Lines with "RateLimitDecision" in the entries below: count them and reply with the number alone.
[SUPPLIED DATA]
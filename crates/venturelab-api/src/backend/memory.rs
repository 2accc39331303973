use async_trait::async_trait;
use parking_lot::RwLock;
use std::collections::HashMap;
use tracing::debug;
use uuid::Uuid;
use venturelab_core::{
    Coupon, MissionProgress, MissionStatus, Plan, SeedConfig, StudentProfile, TankSubmission,
};

use super::{Backend, BackendError, BackendResult};

#[derive(Default)]
struct Tables {
    profiles: HashMap<Uuid, StudentProfile>,
    progress: HashMap<(Uuid, Uuid), MissionProgress>,
    submissions: Vec<TankSubmission>,
    plans: HashMap<Uuid, Plan>,
    coupons: HashMap<String, Coupon>,
}

/// Process-local backend for development and tests.
///
/// With `provision_profiles` set, the first read of an unknown user creates
/// an empty profile, the way the hosted database does on sign-up.
#[derive(Default)]
pub struct InMemoryBackend {
    tables: RwLock<Tables>,
    provision_profiles: bool,
}

impl InMemoryBackend {
    pub fn new() -> Self {
        Self::default()
    }

    pub fn from_seed(seed: &SeedConfig) -> Self {
        let backend = Self {
            tables: RwLock::new(Tables::default()),
            provision_profiles: true,
        };
        {
            let mut tables = backend.tables.write();
            for plan in &seed.plans {
                tables.plans.insert(plan.id, plan.clone());
            }
            for coupon in &seed.coupons {
                tables
                    .coupons
                    .insert(coupon.code.trim().to_uppercase(), coupon.clone());
            }
        }
        backend
    }

    pub fn with_profile(self, profile: StudentProfile) -> Self {
        self.tables.write().profiles.insert(profile.user_id, profile);
        self
    }

    pub fn with_plan(self, plan: Plan) -> Self {
        self.tables.write().plans.insert(plan.id, plan);
        self
    }

    pub fn with_coupon(self, coupon: Coupon) -> Self {
        self.tables
            .write()
            .coupons
            .insert(coupon.code.trim().to_uppercase(), coupon);
        self
    }

    pub fn with_progress(self, progress: MissionProgress) -> Self {
        self.tables
            .write()
            .progress
            .insert((progress.user_id, progress.mission_id), progress);
        self
    }

    pub fn submissions(&self) -> Vec<TankSubmission> {
        self.tables.read().submissions.clone()
    }
}

#[async_trait]
impl Backend for InMemoryBackend {
    async fn get_profile(&self, user_id: Uuid) -> BackendResult<Option<StudentProfile>> {
        if let Some(profile) = self.tables.read().profiles.get(&user_id) {
            return Ok(Some(profile.clone()));
        }
        if !self.provision_profiles {
            return Ok(None);
        }

        debug!(%user_id, "Provisioning in-memory profile");
        let mut tables = self.tables.write();
        let profile = tables
            .profiles
            .entry(user_id)
            .or_insert_with(|| StudentProfile::new(user_id, "Student"));
        Ok(Some(profile.clone()))
    }

    async fn add_xp(&self, user_id: Uuid, amount: u64) -> BackendResult<StudentProfile> {
        let mut tables = self.tables.write();
        let profile = tables
            .profiles
            .get_mut(&user_id)
            .ok_or_else(|| BackendError::NotFound(format!("profile {}", user_id)))?;
        profile.award_xp(amount);
        Ok(profile.clone())
    }

    async fn get_mission_progress(
        &self,
        user_id: Uuid,
        mission_id: Uuid,
    ) -> BackendResult<Option<MissionProgress>> {
        Ok(self
            .tables
            .read()
            .progress
            .get(&(user_id, mission_id))
            .cloned())
    }

    async fn transition_mission_progress(
        &self,
        next: &MissionProgress,
        expected: Option<MissionStatus>,
    ) -> BackendResult<Option<MissionProgress>> {
        let key = (next.user_id, next.mission_id);
        let mut tables = self.tables.write();
        if tables.progress.get(&key).map(|row| row.status) != expected {
            return Ok(None);
        }
        tables.progress.insert(key, next.clone());
        Ok(Some(next.clone()))
    }

    async fn insert_tank_submission(&self, submission: &TankSubmission) -> BackendResult<()> {
        self.tables.write().submissions.push(submission.clone());
        Ok(())
    }

    async fn get_plan(&self, plan_id: Uuid) -> BackendResult<Option<Plan>> {
        Ok(self.tables.read().plans.get(&plan_id).cloned())
    }

    async fn find_coupon(&self, code: &str) -> BackendResult<Option<Coupon>> {
        Ok(self.tables.read().coupons.get(code).cloned())
    }

    fn backend_name(&self) -> &str {
        "memory"
    }
}
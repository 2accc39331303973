use axum::{
    extract::{ConnectInfo, Request, State},
    http::{header, HeaderName, HeaderValue, Method},
    middleware::Next,
    response::Response,
};
use chrono::{TimeDelta, Utc};
use governor::{DefaultKeyedRateLimiter, Quota, RateLimiter};
use std::{
    net::{IpAddr, Ipv4Addr, SocketAddr},
    num::NonZeroU32,
    time::Duration,
};
use tower_http::cors::{AllowOrigin, CorsLayer};
use tracing::warn;
use venturelab_core::{CorsConfig, RateLimitDecision};

use crate::audit::{SecurityEvent, SecurityLogger};
use crate::error::ApiError;
use crate::metrics;
use crate::AppState;

/// Security headers middleware
pub async fn security_headers_middleware(req: Request, next: Next) -> Response {
    let is_api = req.uri().path().starts_with("/api");
    let mut response = next.run(req).await;

    let headers = response.headers_mut();
    headers.insert(
        header::X_CONTENT_TYPE_OPTIONS,
        HeaderValue::from_static("nosniff"),
    );
    headers.insert(header::X_FRAME_OPTIONS, HeaderValue::from_static("DENY"));
    headers.insert(
        header::REFERRER_POLICY,
        HeaderValue::from_static("strict-origin-when-cross-origin"),
    );

    // Responses carry per-student data.
    if is_api {
        headers.insert(
            header::CACHE_CONTROL,
            HeaderValue::from_static("no-store, no-cache, must-revalidate, private"),
        );
    }

    response
}

/// Client address: first `X-Forwarded-For` hop, then `X-Real-IP`, then the
/// socket peer.
pub fn extract_client_ip(req: &Request) -> Option<IpAddr> {
    let header_ip = |name: &str| {
        req.headers()
            .get(name)
            .and_then(|value| value.to_str().ok())
            .and_then(|value| value.split(',').next())
            .and_then(|ip| ip.trim().parse::<IpAddr>().ok())
    };

    header_ip("x-forwarded-for")
        .or_else(|| header_ip("x-real-ip"))
        .or_else(|| {
            req.extensions()
                .get::<ConnectInfo<SocketAddr>>()
                .map(|ConnectInfo(addr)| addr.ip())
        })
}

pub fn client_ip_string(req: &Request) -> String {
    extract_client_ip(req)
        .map(|ip| ip.to_string())
        .unwrap_or_else(|| "unknown".to_string())
}

/// Per-IP GCRA flood guard that runs ahead of authentication.
pub struct IpGuard {
    limiter: DefaultKeyedRateLimiter<IpAddr>,
    per_minute: u32,
}

impl IpGuard {
    pub fn new(per_minute: u32) -> Self {
        let per_minute = per_minute.max(1);
        let quota = Quota::per_minute(NonZeroU32::new(per_minute).unwrap_or(NonZeroU32::MIN));
        Self {
            limiter: RateLimiter::keyed(quota),
            per_minute,
        }
    }

    /// Seconds until one more cell replenishes.
    fn replenish_secs(&self) -> u64 {
        60u64.div_ceil(u64::from(self.per_minute)).max(1)
    }

    pub fn check(&self, ip: IpAddr) -> Result<(), RateLimitDecision> {
        self.limiter.check_key(&ip).map_err(|_| RateLimitDecision {
            allowed: false,
            limit: self.per_minute,
            remaining: 0,
            reset_at: Utc::now() + TimeDelta::seconds(self.replenish_secs() as i64),
        })
    }

    pub fn sweep(&self) {
        self.limiter.retain_recent();
        self.limiter.shrink_to_fit();
    }

    pub fn len(&self) -> usize {
        self.limiter.len()
    }

    pub fn is_empty(&self) -> bool {
        self.limiter.is_empty()
    }
}

pub async fn ip_guard_middleware(
    State(state): State<AppState>,
    req: Request,
    next: Next,
) -> Result<Response, ApiError> {
    // Requests without any address share one bucket.
    let ip = extract_client_ip(&req).unwrap_or(IpAddr::V4(Ipv4Addr::UNSPECIFIED));

    if let Err(decision) = state.ip_guard.check(ip) {
        SecurityLogger::log_event(SecurityEvent::RateLimitExceeded {
            user_id: None,
            ip_address: ip.to_string(),
            feature: "ip".to_string(),
        });
        metrics::record_rate_limited("ip");
        return Err(ApiError::RateLimited(decision));
    }

    Ok(next.run(req).await)
}

pub fn cors_layer(config: &CorsConfig) -> CorsLayer {
    let origins: Vec<HeaderValue> = config
        .allowed_origins
        .iter()
        .filter_map(|origin| match HeaderValue::from_str(origin.trim_end_matches('/')) {
            Ok(value) => Some(value),
            Err(_) => {
                warn!(origin = %origin, "Skipping unusable CORS origin");
                None
            }
        })
        .collect();

    CorsLayer::new()
        .allow_origin(AllowOrigin::list(origins))
        .allow_methods([Method::GET, Method::POST, Method::OPTIONS])
        .allow_headers([
            header::AUTHORIZATION,
            header::CONTENT_TYPE,
            HeaderName::from_static("x-client-info"),
            HeaderName::from_static("apikey"),
        ])
        .expose_headers([
            HeaderName::from_static("x-ratelimit-limit"),
            HeaderName::from_static("x-ratelimit-remaining"),
            HeaderName::from_static("x-ratelimit-reset"),
            header::RETRY_AFTER,
        ])
        .max_age(Duration::from_secs(config.max_age_secs))
}
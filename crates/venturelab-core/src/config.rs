use std::path::{Path, PathBuf};

use config as cfg;
use secrecy::{ExposeSecret, SecretString};
use serde::Deserialize;
use thiserror::Error;
use tracing::{debug, info};

use crate::moderation::ContentFilter;
use crate::pricing::Coupon;
use crate::rate_limit::{Feature, RateLimit};
use crate::types::Plan;
use crate::validation::validate_http_url;

pub const ENV_PREFIX: &str = "VENTURELAB";
pub const MIN_JWT_SECRET_LEN: usize = 32;

#[derive(Error, Debug)]
pub enum ConfigError {
    #[error("Failed to load configuration: {0}")]
    Load(String),

    #[error("Invalid configuration: {0}")]
    Invalid(String),
}

impl From<cfg::ConfigError> for ConfigError {
    fn from(err: cfg::ConfigError) -> Self {
        ConfigError::Load(err.to_string())
    }
}

#[derive(Debug, Clone, Deserialize)]
pub struct ServerConfig {
    #[serde(default = "ServerConfig::default_host")]
    pub host: String,
    #[serde(default = "ServerConfig::default_port")]
    pub port: u16,
}

impl ServerConfig {
    fn default_host() -> String {
        "0.0.0.0".to_string()
    }

    fn default_port() -> u16 {
        8787
    }
}

impl Default for ServerConfig {
    fn default() -> Self {
        Self {
            host: Self::default_host(),
            port: Self::default_port(),
        }
    }
}

#[derive(Debug, Clone, Deserialize)]
pub struct CorsConfig {
    /// Exact origins, e.g. `https://app.venturelab.io`.
    #[serde(default)]
    pub allowed_origins: Vec<String>,
    #[serde(default = "CorsConfig::default_max_age_secs")]
    pub max_age_secs: u64,
}

impl CorsConfig {
    fn default_max_age_secs() -> u64 {
        3600
    }
}

impl Default for CorsConfig {
    fn default() -> Self {
        Self {
            allowed_origins: vec!["http://localhost:5173".into()],
            max_age_secs: Self::default_max_age_secs(),
        }
    }
}

#[derive(Debug, Clone, Copy, PartialEq, Eq, Deserialize, Default)]
#[serde(rename_all = "snake_case")]
pub enum AuthMode {
    /// Verify HS256 tokens locally with the project JWT secret.
    #[default]
    Jwt,
    /// Ask the hosted auth service who the bearer is.
    Remote,
}

#[derive(Debug, Clone, Deserialize)]
pub struct AuthConfig {
    #[serde(default)]
    pub mode: AuthMode,
    /// Base URL of the hosted auth API, e.g. `https://xyz.supabase.co/auth/v1`.
    #[serde(default)]
    pub url: Option<String>,
    #[serde(default)]
    pub jwt_secret: Option<SecretString>,
    #[serde(default)]
    pub anon_key: Option<SecretString>,
    #[serde(default = "AuthConfig::default_audience")]
    pub audience: String,
    #[serde(default = "AuthConfig::default_timeout_secs")]
    pub timeout_secs: u64,
}

impl AuthConfig {
    fn default_audience() -> String {
        "authenticated".to_string()
    }

    fn default_timeout_secs() -> u64 {
        10
    }

    pub fn jwt_secret(&self) -> Option<&str> {
        self.jwt_secret.as_ref().map(|s| s.expose_secret())
    }

    pub fn anon_key(&self) -> Option<&str> {
        self.anon_key.as_ref().map(|s| s.expose_secret())
    }
}

impl Default for AuthConfig {
    fn default() -> Self {
        Self {
            mode: AuthMode::default(),
            url: None,
            jwt_secret: None,
            anon_key: None,
            audience: Self::default_audience(),
            timeout_secs: Self::default_timeout_secs(),
        }
    }
}

#[derive(Debug, Clone, Copy, PartialEq, Eq, Deserialize, Default)]
#[serde(rename_all = "snake_case")]
pub enum BackendMode {
    #[default]
    Rest,
    Memory,
}

/// Rows loaded into the in-memory backend at startup.
#[derive(Debug, Clone, Default, Deserialize)]
pub struct SeedConfig {
    #[serde(default)]
    pub plans: Vec<Plan>,
    #[serde(default)]
    pub coupons: Vec<Coupon>,
}

#[derive(Debug, Clone, Deserialize)]
pub struct BackendConfig {
    #[serde(default)]
    pub mode: BackendMode,
    /// Project URL of the hosted database; tables live under `/rest/v1`.
    #[serde(default)]
    pub url: Option<String>,
    #[serde(default)]
    pub service_key: Option<SecretString>,
    #[serde(default = "BackendConfig::default_timeout_secs")]
    pub timeout_secs: u64,
    #[serde(default)]
    pub seed: SeedConfig,
}

impl BackendConfig {
    fn default_timeout_secs() -> u64 {
        15
    }

    pub fn service_key(&self) -> Option<&str> {
        self.service_key.as_ref().map(|s| s.expose_secret())
    }
}

impl Default for BackendConfig {
    fn default() -> Self {
        Self {
            mode: BackendMode::default(),
            url: None,
            service_key: None,
            timeout_secs: Self::default_timeout_secs(),
            seed: SeedConfig::default(),
        }
    }
}

#[derive(Debug, Clone, Deserialize)]
pub struct LlmConfig {
    /// OpenAI-compatible base URL; `/chat/completions` is appended.
    #[serde(default = "LlmConfig::default_gateway_url")]
    pub gateway_url: String,
    #[serde(default)]
    pub api_key: Option<SecretString>,
    #[serde(default = "LlmConfig::default_model")]
    pub model: String,
    #[serde(default = "LlmConfig::default_temperature")]
    pub temperature: f32,
    #[serde(default = "LlmConfig::default_max_tokens")]
    pub max_tokens: u32,
    #[serde(default = "LlmConfig::default_timeout_secs")]
    pub timeout_secs: u64,
}

impl LlmConfig {
    fn default_gateway_url() -> String {
        "https://api.openai.com/v1".to_string()
    }

    fn default_model() -> String {
        "gpt-4o-mini".to_string()
    }

    fn default_temperature() -> f32 {
        0.7
    }

    fn default_max_tokens() -> u32 {
        1024
    }

    fn default_timeout_secs() -> u64 {
        60
    }

    pub fn api_key(&self) -> Option<&str> {
        self.api_key.as_ref().map(|s| s.expose_secret())
    }
}

impl Default for LlmConfig {
    fn default() -> Self {
        Self {
            gateway_url: Self::default_gateway_url(),
            api_key: None,
            model: Self::default_model(),
            temperature: Self::default_temperature(),
            max_tokens: Self::default_max_tokens(),
            timeout_secs: Self::default_timeout_secs(),
        }
    }
}

#[derive(Debug, Clone, Deserialize)]
pub struct RateLimitConfig {
    #[serde(default = "RateLimitConfig::default_chat")]
    pub chat: RateLimit,
    #[serde(default = "RateLimitConfig::default_tank")]
    pub tank: RateLimit,
    #[serde(default = "RateLimitConfig::default_progress")]
    pub progress: RateLimit,
    #[serde(default = "RateLimitConfig::default_checkout")]
    pub checkout: RateLimit,
    #[serde(default = "RateLimitConfig::default_admin")]
    pub admin: RateLimit,
    /// Pre-auth flood guard, per client IP.
    #[serde(default = "RateLimitConfig::default_ip_per_minute")]
    pub ip_per_minute: u32,
}

impl RateLimitConfig {
    fn default_chat() -> RateLimit {
        RateLimit::new(20, 60)
    }

    fn default_tank() -> RateLimit {
        RateLimit::new(5, 300)
    }

    fn default_progress() -> RateLimit {
        RateLimit::new(60, 60)
    }

    fn default_checkout() -> RateLimit {
        RateLimit::new(10, 60)
    }

    fn default_admin() -> RateLimit {
        RateLimit::new(30, 60)
    }

    fn default_ip_per_minute() -> u32 {
        300
    }

    pub fn limit_for(&self, feature: Feature) -> RateLimit {
        match feature {
            Feature::Chat => self.chat,
            Feature::Tank => self.tank,
            Feature::Progress => self.progress,
            Feature::Checkout => self.checkout,
            Feature::Admin => self.admin,
        }
    }
}

impl Default for RateLimitConfig {
    fn default() -> Self {
        Self {
            chat: Self::default_chat(),
            tank: Self::default_tank(),
            progress: Self::default_progress(),
            checkout: Self::default_checkout(),
            admin: Self::default_admin(),
            ip_per_minute: Self::default_ip_per_minute(),
        }
    }
}

#[derive(Debug, Clone, Default, Deserialize)]
pub struct ModerationConfig {
    #[serde(default)]
    pub extra_blocked: Vec<String>,
    #[serde(default)]
    pub extra_suspicious: Vec<String>,
    #[serde(default)]
    pub refusal_message: Option<String>,
}

impl ModerationConfig {
    pub fn build_filter(&self) -> Result<ContentFilter, ConfigError> {
        ContentFilter::with_extra(
            &self.extra_blocked,
            &self.extra_suspicious,
            self.refusal_message.as_deref(),
        )
        .map_err(|e| ConfigError::Invalid(e.to_string()))
    }
}

#[derive(Debug, Clone, Deserialize)]
pub struct ProgressionConfig {
    #[serde(default = "ProgressionConfig::default_mission_completion_xp")]
    pub mission_completion_xp: u64,
    #[serde(default = "ProgressionConfig::default_max_xp_grant")]
    pub max_xp_grant: u64,
}

impl ProgressionConfig {
    fn default_mission_completion_xp() -> u64 {
        50
    }

    fn default_max_xp_grant() -> u64 {
        1000
    }
}

impl Default for ProgressionConfig {
    fn default() -> Self {
        Self {
            mission_completion_xp: Self::default_mission_completion_xp(),
            max_xp_grant: Self::default_max_xp_grant(),
        }
    }
}

#[derive(Debug, Clone, Deserialize)]
pub struct LoggingConfig {
    #[serde(default = "LoggingConfig::default_level")]
    pub level: String,
}

impl LoggingConfig {
    fn default_level() -> String {
        "venturelab_api=info,tower_http=info".to_string()
    }
}

impl Default for LoggingConfig {
    fn default() -> Self {
        Self {
            level: Self::default_level(),
        }
    }
}

#[derive(Debug, Clone, Default, Deserialize)]
pub struct Settings {
    #[serde(default)]
    pub server: ServerConfig,
    #[serde(default)]
    pub cors: CorsConfig,
    #[serde(default)]
    pub auth: AuthConfig,
    #[serde(default)]
    pub backend: BackendConfig,
    #[serde(default)]
    pub llm: LlmConfig,
    #[serde(default)]
    pub rate_limits: RateLimitConfig,
    #[serde(default)]
    pub moderation: ModerationConfig,
    #[serde(default)]
    pub progression: ProgressionConfig,
    #[serde(default)]
    pub logging: LoggingConfig,
}

impl Settings {
    /// Loads `.env`, then the layered files in `config_dir`, then
    /// `VENTURELAB__*` variables, and validates the result.
    pub fn load(config_dir: &Path, env_name: &str) -> Result<Self, ConfigError> {
        match dotenv::dotenv() {
            Ok(path) => debug!("Loaded environment from {:?}", path),
            Err(_) => debug!("No .env file found"),
        }

        let settings = Self::load_from_sources(config_dir, env_name)?;
        settings.validate()?;
        info!(
            "Configuration loaded from {:?} (env: {})",
            config_dir, env_name
        );
        Ok(settings)
    }

    pub fn load_from_sources(config_dir: &Path, env_name: &str) -> Result<Self, ConfigError> {
        let builder = cfg::Config::builder()
            .add_source(cfg::File::from(config_dir.join("default.toml")).required(false))
            .add_source(
                cfg::File::from(config_dir.join(format!("{}.toml", env_name))).required(false),
            )
            .add_source(cfg::File::from(config_dir.join("local.toml")).required(false))
            .add_source(
                cfg::Environment::with_prefix(ENV_PREFIX)
                    .separator("__")
                    .list_separator(",")
                    .with_list_parse_key("cors.allowed_origins")
                    .with_list_parse_key("moderation.extra_blocked")
                    .with_list_parse_key("moderation.extra_suspicious")
                    .try_parsing(true),
            );

        let settings: Settings = builder.build()?.try_deserialize()?;
        Ok(settings)
    }

    pub fn default_config_dir() -> PathBuf {
        PathBuf::from("config")
    }

    pub fn validate(&self) -> Result<(), ConfigError> {
        if self.cors.allowed_origins.is_empty() {
            return Err(ConfigError::Invalid(
                "cors.allowed_origins must list at least one origin".into(),
            ));
        }
        for origin in &self.cors.allowed_origins {
            validate_http_url("cors.allowed_origins", origin)
                .map_err(|e| ConfigError::Invalid(e.to_string()))?;
        }

        match self.auth.mode {
            AuthMode::Jwt => {
                let secret = self.auth.jwt_secret().unwrap_or_default();
                if secret.len() < MIN_JWT_SECRET_LEN {
                    return Err(ConfigError::Invalid(format!(
                        "auth.jwt_secret must be at least {} characters",
                        MIN_JWT_SECRET_LEN
                    )));
                }
            }
            AuthMode::Remote => {
                require_url("auth.url", self.auth.url.as_deref())?;
                if self.auth.anon_key().map_or(true, str::is_empty) {
                    return Err(ConfigError::Invalid(
                        "auth.anon_key is required in remote mode".into(),
                    ));
                }
            }
        }

        if self.backend.mode == BackendMode::Rest {
            require_url("backend.url", self.backend.url.as_deref())?;
            if self.backend.service_key().map_or(true, str::is_empty) {
                return Err(ConfigError::Invalid(
                    "backend.service_key is required in rest mode".into(),
                ));
            }
        }

        require_url("llm.gateway_url", Some(&self.llm.gateway_url))?;
        if self.llm.model.trim().is_empty() {
            return Err(ConfigError::Invalid("llm.model must not be empty".into()));
        }
        if !(0.0..=2.0).contains(&self.llm.temperature) {
            return Err(ConfigError::Invalid(
                "llm.temperature must be between 0.0 and 2.0".into(),
            ));
        }

        for feature in [
            Feature::Chat,
            Feature::Tank,
            Feature::Progress,
            Feature::Checkout,
            Feature::Admin,
        ] {
            if self.rate_limits.limit_for(feature).window_secs == 0 {
                return Err(ConfigError::Invalid(format!(
                    "rate_limits.{}.window_secs must be greater than zero",
                    feature
                )));
            }
        }
        if self.rate_limits.ip_per_minute == 0 {
            return Err(ConfigError::Invalid(
                "rate_limits.ip_per_minute must be greater than zero".into(),
            ));
        }

        if self.progression.max_xp_grant == 0 {
            return Err(ConfigError::Invalid(
                "progression.max_xp_grant must be greater than zero".into(),
            ));
        }

        for coupon in &self.backend.seed.coupons {
            coupon
                .discount
                .validate()
                .map_err(|e| ConfigError::Invalid(format!("coupon {}: {}", coupon.code, e)))?;
        }

        self.moderation.build_filter()?;
        Ok(())
    }
}

fn require_url(field: &str, value: Option<&str>) -> Result<(), ConfigError> {
    let value = value.ok_or_else(|| ConfigError::Invalid(format!("{} is required", field)))?;
    validate_http_url(field, value).map_err(|e| ConfigError::Invalid(e.to_string()))?;
    Ok(())
}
[/SUPPLIED DATA]
→ **ANSWER BOX**: 3